In the early 1990s he thought up the "Project Citizen" programme. This involves second-level students exploring local community problems, choosing one to which they believe they can find a solution; researching and presenting that solution; and then incorporating it into an action plan which can be used to lobby legislators and officials.
The US Education Secretary, Mr Richard Riley, pointed to students in a small town in Alabama who had carried out a comparative study of fire services in their region and used it to persuade the local council to upgrade the local fire service from part- to full-time; a town in Texas where they had pressured councillors into putting in a footpath and traffic lights outside their school; and a third in Colorado where they had successfully lobbied local political and church leaders to open a shelter for homeless teenagers.
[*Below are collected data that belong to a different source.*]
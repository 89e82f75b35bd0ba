//! Per-item result artifacts.
//!
//! Before an item is dispatched, [`write_result_skeleton`] lays down an XML
//! document for the backend to fill in. It mirrors the item's location under
//! the results tree: `src/app/main.py` → `results/src/app/main.xml`.
//!
//! At reduce time [`collect_results`] walks that tree and decodes each artifact
//! into a [`ParsedResult`]. Only two parts of the document matter:
//!
//! ```xml
//! <analysis>
//!   <metadata><source_file>src/app/main.py</source_file></metadata>
//!   <scores><security>7</security></scores>
//!   <findings>
//!     <issues>
//!       <issue>
//!         <severity>high</severity>
//!         <category>security</category>
//!         <description>...</description>
//!       </issue>
//!     </issues>
//!   </findings>
//! </analysis>
//! ```
//!
//! Every direct child of a `scores` element is a score and must hold an
//! integer. Every `issue` directly under an `issues` element is a finding whose
//! children map tag → text. A document that can't be decoded is logged and
//! skipped; it never stops the walk.

use anyhow::{Context, Result};
use chrono::{SecondsFormat, Utc};
use quick_xml::escape::escape;
use quick_xml::events::Event;
use std::collections::BTreeMap;
use std::path::{Component, Path, PathBuf};
use thiserror::Error;
use walkdir::WalkDir;

use crate::models::{Finding, ItemRecord, ParsedResult};

pub const RESULT_EXTENSION: &str = "xml";
const PROCESSOR: &str = "AI-Assistant";

#[derive(Debug, Error, PartialEq)]
pub enum ResultParseError {
    #[error("malformed XML: {0}")]
    Xml(String),
    #[error("score <{tag}> is not an integer: '{value}'")]
    InvalidScore { tag: String, value: String },
    #[error("document has no root element")]
    EmptyDocument,
    #[error("element <{0}> is never closed")]
    Unclosed(String),
}

/// Where the result artifact for `item_path` lives under `results_dir`.
///
/// Only the plain directory names of the item path are kept, so the
/// artifact never lands outside `results_dir`.
pub fn result_path(results_dir: &Path, item_path: &str) -> PathBuf {
    let item = Path::new(item_path);
    let stem = item
        .file_stem()
        .map(|s| s.to_string_lossy().to_string())
        .unwrap_or_else(|| item_path.to_string());
    let mut dir = results_dir.to_path_buf();
    if let Some(parent) = item.parent() {
        for component in parent.components() {
            if let Component::Normal(name) = component {
                dir.push(name);
            }
        }
    }
    dir.join(format!("{}.{}", stem, RESULT_EXTENSION))
}

/// Write the in-progress skeleton for `item`, replacing any earlier attempt.
pub fn write_result_skeleton(results_dir: &Path, item: &ItemRecord) -> Result<PathBuf> {
    let path = result_path(results_dir, &item.path);
    if let Some(parent) = path.parent() {
        std::fs::create_dir_all(parent)
            .with_context(|| format!("Failed to create {}", parent.display()))?;
    }

    let language = item
        .field_text("language")
        .unwrap_or_else(|| "Unknown".to_string());
    let loc = item.field_text("loc").unwrap_or_else(|| "0".to_string());
    let processed_at = Utc::now().to_rfc3339_opts(SecondsFormat::Secs, true);

    let content = format!(
        r#"<?xml version="1.0" encoding="UTF-8"?>
<analysis>
  <metadata>
    <source_file>{source}</source_file>
    <language>{language}</language>
    <loc>{loc}</loc>
    <processed_at>{processed_at}</processed_at>
    <processor>{PROCESSOR}</processor>
    <status>in_progress</status>
  </metadata>
  <scores>
    <!-- Scores will be added here -->
  </scores>
  <findings>
    <!-- Findings will be added here -->
  </findings>
  <summary></summary>
  <recommendations>
    <!-- Recommendations will be added here -->
  </recommendations>
</analysis>
"#,
        source = escape(item.path.as_str()),
        language = escape(language.as_str()),
        loc = escape(loc.as_str()),
    );

    std::fs::write(&path, content)
        .with_context(|| format!("Failed to write {}", path.display()))?;
    Ok(path)
}

/// Decode one artifact. `fallback_source` names the result when the document
/// carries no `metadata/source_file`.
pub fn parse_result_artifact(
    text: &str,
    fallback_source: &str,
) -> Result<ParsedResult, ResultParseError> {
    let mut reader = quick_xml::Reader::from_str(text);

    // Open elements, innermost last, each with the text seen directly in it.
    let mut stack: Vec<(String, String)> = Vec::new();
    let mut saw_root = false;
    let mut source_file: Option<String> = None;
    let mut scores = BTreeMap::new();
    let mut findings = Vec::new();
    let mut current_issue: Option<BTreeMap<String, String>> = None;

    loop {
        match reader.read_event() {
            Ok(Event::Start(e)) => {
                let name = String::from_utf8_lossy(e.local_name().as_ref()).to_string();
                if name == "issue" && parent_is(&stack, "issues") {
                    current_issue = Some(BTreeMap::new());
                }
                saw_root = true;
                stack.push((name, String::new()));
            }
            Ok(Event::Empty(e)) => {
                let name = String::from_utf8_lossy(e.local_name().as_ref()).to_string();
                saw_root = true;
                if name == "issue" && parent_is(&stack, "issues") {
                    findings.push(Finding::default());
                } else {
                    close_element(
                        &stack,
                        name,
                        String::new(),
                        &mut source_file,
                        &mut scores,
                        &mut current_issue,
                    )?;
                }
            }
            Ok(Event::Text(t)) => {
                let text = t
                    .unescape()
                    .map_err(|e| ResultParseError::Xml(e.to_string()))?;
                if let Some((_, buf)) = stack.last_mut() {
                    buf.push_str(&text);
                }
            }
            Ok(Event::CData(c)) => {
                if let Some((_, buf)) = stack.last_mut() {
                    buf.push_str(&String::from_utf8_lossy(&c.into_inner()));
                }
            }
            Ok(Event::End(_)) => {
                let Some((name, text)) = stack.pop() else {
                    return Err(ResultParseError::Xml("unexpected closing tag".to_string()));
                };
                if name == "issue" && parent_is(&stack, "issues") {
                    if let Some(fields) = current_issue.take() {
                        findings.push(finding_from_fields(fields));
                    }
                } else {
                    close_element(
                        &stack,
                        name,
                        text,
                        &mut source_file,
                        &mut scores,
                        &mut current_issue,
                    )?;
                }
            }
            Ok(Event::Eof) => break,
            Err(e) => return Err(ResultParseError::Xml(e.to_string())),
            _ => {}
        }
    }

    if let Some((name, _)) = stack.pop() {
        return Err(ResultParseError::Unclosed(name));
    }
    if !saw_root {
        return Err(ResultParseError::EmptyDocument);
    }

    Ok(ParsedResult {
        source_file: source_file
            .filter(|s| !s.is_empty())
            .unwrap_or_else(|| fallback_source.to_string()),
        scores,
        findings,
    })
}

fn parent_is(stack: &[(String, String)], name: &str) -> bool {
    stack.last().is_some_and(|(parent, _)| parent == name)
}

/// Route a just-closed element by its parent. `stack` no longer holds it.
fn close_element(
    stack: &[(String, String)],
    name: String,
    text: String,
    source_file: &mut Option<String>,
    scores: &mut BTreeMap<String, i64>,
    current_issue: &mut Option<BTreeMap<String, String>>,
) -> Result<(), ResultParseError> {
    let parent = stack.last().map(|(p, _)| p.as_str());
    let grandparent = stack
        .len()
        .checked_sub(2)
        .and_then(|i| stack.get(i))
        .map(|(g, _)| g.as_str());
    let value = text.trim();

    match parent {
        Some("scores") => {
            if value.is_empty() {
                return Ok(());
            }
            let score = value
                .parse::<i64>()
                .map_err(|_| ResultParseError::InvalidScore {
                    tag: name.clone(),
                    value: value.to_string(),
                })?;
            scores.insert(name, score);
        }
        Some("issue") if grandparent == Some("issues") => {
            if let Some(fields) = current_issue.as_mut() {
                fields.insert(name, value.to_string());
            }
        }
        Some("metadata") if name == "source_file" => {
            *source_file = Some(value.to_string());
        }
        _ => {}
    }
    Ok(())
}

fn finding_from_fields(mut fields: BTreeMap<String, String>) -> Finding {
    let mut take = |key: &str| fields.remove(key).filter(|v| !v.is_empty());
    Finding {
        severity: take("severity"),
        category: take("category"),
        description: take("description"),
        file: take("file"),
        line: take("line"),
        recommendation: take("recommendation"),
        other: fields,
    }
}

/// Decode every artifact under `results_root`, in path order.
pub fn collect_results(results_root: &Path) -> Vec<ParsedResult> {
    if !results_root.exists() {
        return Vec::new();
    }

    let mut results = Vec::new();
    for entry in WalkDir::new(results_root).sort_by_file_name() {
        let entry = match entry {
            Ok(entry) => entry,
            Err(e) => {
                tracing::warn!("Could not read results entry: {}", e);
                continue;
            }
        };
        let path = entry.path();
        if !entry.file_type().is_file()
            || path.extension().and_then(|e| e.to_str()) != Some(RESULT_EXTENSION)
        {
            continue;
        }

        let fallback = path
            .strip_prefix(results_root)
            .unwrap_or(path)
            .with_extension("")
            .to_string_lossy()
            .to_string();

        let text = match std::fs::read_to_string(path) {
            Ok(text) => text,
            Err(e) => {
                tracing::warn!("Could not read {}: {}", path.display(), e);
                continue;
            }
        };

        match parse_result_artifact(&text, &fallback) {
            Ok(result) => results.push(result),
            Err(e) => tracing::warn!("Could not parse {}: {}", path.display(), e),
        }
    }
    results
}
In recent years the programme has been exported to Bosnia, Croatia, the Czech Republic, Hungary, Kazakhstan, Latvia, Lithuania, Mexico, Poland and Russia. The most comprehensive overseas version is in Bosnia, where nearly 50,000 students and 2,200 teachers are involved. In once war-torn towns such as Gorazde and Mostar, schoolchildren are taking action on cleaning the streets of war debris and getting park benches for the elderly.
Now "Project Citizen" has come to Ireland. Yesterday students from St Peter's College in Dunboyne, Co Meath and Dundonald High School in east Belfast worked together to come up with five problems they felt were particularly pressing in their areas: litter, vandalism and robberies, violence, suicide, and health problems caused by alcohol, drugs and HIV.
Paul Brennan (14) from Dunboyne said students north and south had "far more in common than we ever disagree on - love of life, music, the opposite sex and having fun" - and were not "given credit for our ability to inspire and energise those around us".
Twenty-six second-level schools and youth groups on both sides of the Border will be involved in the programme's first year, with another 46 joining in years two and three.
Co-operation Ireland, the cross-Border body which is running the initiative, hopes that eventually its study materials will be incorporated in citizenship courses throughout the island.
It was launched yesterday by Mr Riley - whose ancestors came from Cavan - the Minister for Education and Science, Mr Martin, and the North's Minister for Education, Mr John McFall.
Mr Riley said the kind of "people-to-people relationships" involved in the programme were doubly meaningful to teenagers because they were based on "giving people a chance to be friends with each other and at the same time to look at the needs of their community".
Mr Martin agreed. As someone from a strong nationalist background, he had become "absolutely convinced" from meeting Northerners as "human beings" that "the future of this island is about young people meeting each other without any political context - just meeting as young people".
The US Department of Education is putting the equivalent of $660,000 (£440,000) per year into the programme - including teacher training and exchanges. The Department of Education in Dublin is contributing another £300,000. The Department of Education in Northern Ireland has endorsed the initiative.